WORK INSTRUCTIONS
All lines from the one containing "the first subscriber." to the end of the data below are to be returned exactly, both ends included, with nothing added.

GIVEN DATA
• • • • •

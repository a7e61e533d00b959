//! Log subscriber setup

use tracing_subscriber::EnvFilter;

/// Install the global subscriber.
///
/// `RUST_LOG` wins when set; otherwise `-v` raises the level above the
/// configured one. Output goes to stderr so stdout stays for results.
pub fn init(verbosity: u8, configured_level: &str) {
    let filter = EnvFilter::try_from_default_env()
        .unwrap_or_else(|_| EnvFilter::new(level_for(verbosity, configured_level)));

    // A second init (tests) keeps the first subscriber.
    let _ = tracing_subscriber::fmt()
        .with_env_filter(filter)
        .with_writer(std::io::stderr)
        .with_target(false)
        .try_init();
}

fn level_for(verbosity: u8, configured_level: &str) -> &str {
    match verbosity {
        0 => configured_level,
        1 => "debug",
        _ => "trace",
    }
}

• • • • •

ANSWER
    // A second init (tests) keeps the first subscriber.
    let _ = tracing_subscriber::fmt()
        .with_env_filter(filter)
        .with_writer(std::io::stderr)
        .with_target(false)
        .try_init();
}

fn level_for(verbosity: u8, configured_level: &str) -> &str {
    match verbosity {
        0 => configured_level,
        1 => "debug",
        _ => "trace",
    }
}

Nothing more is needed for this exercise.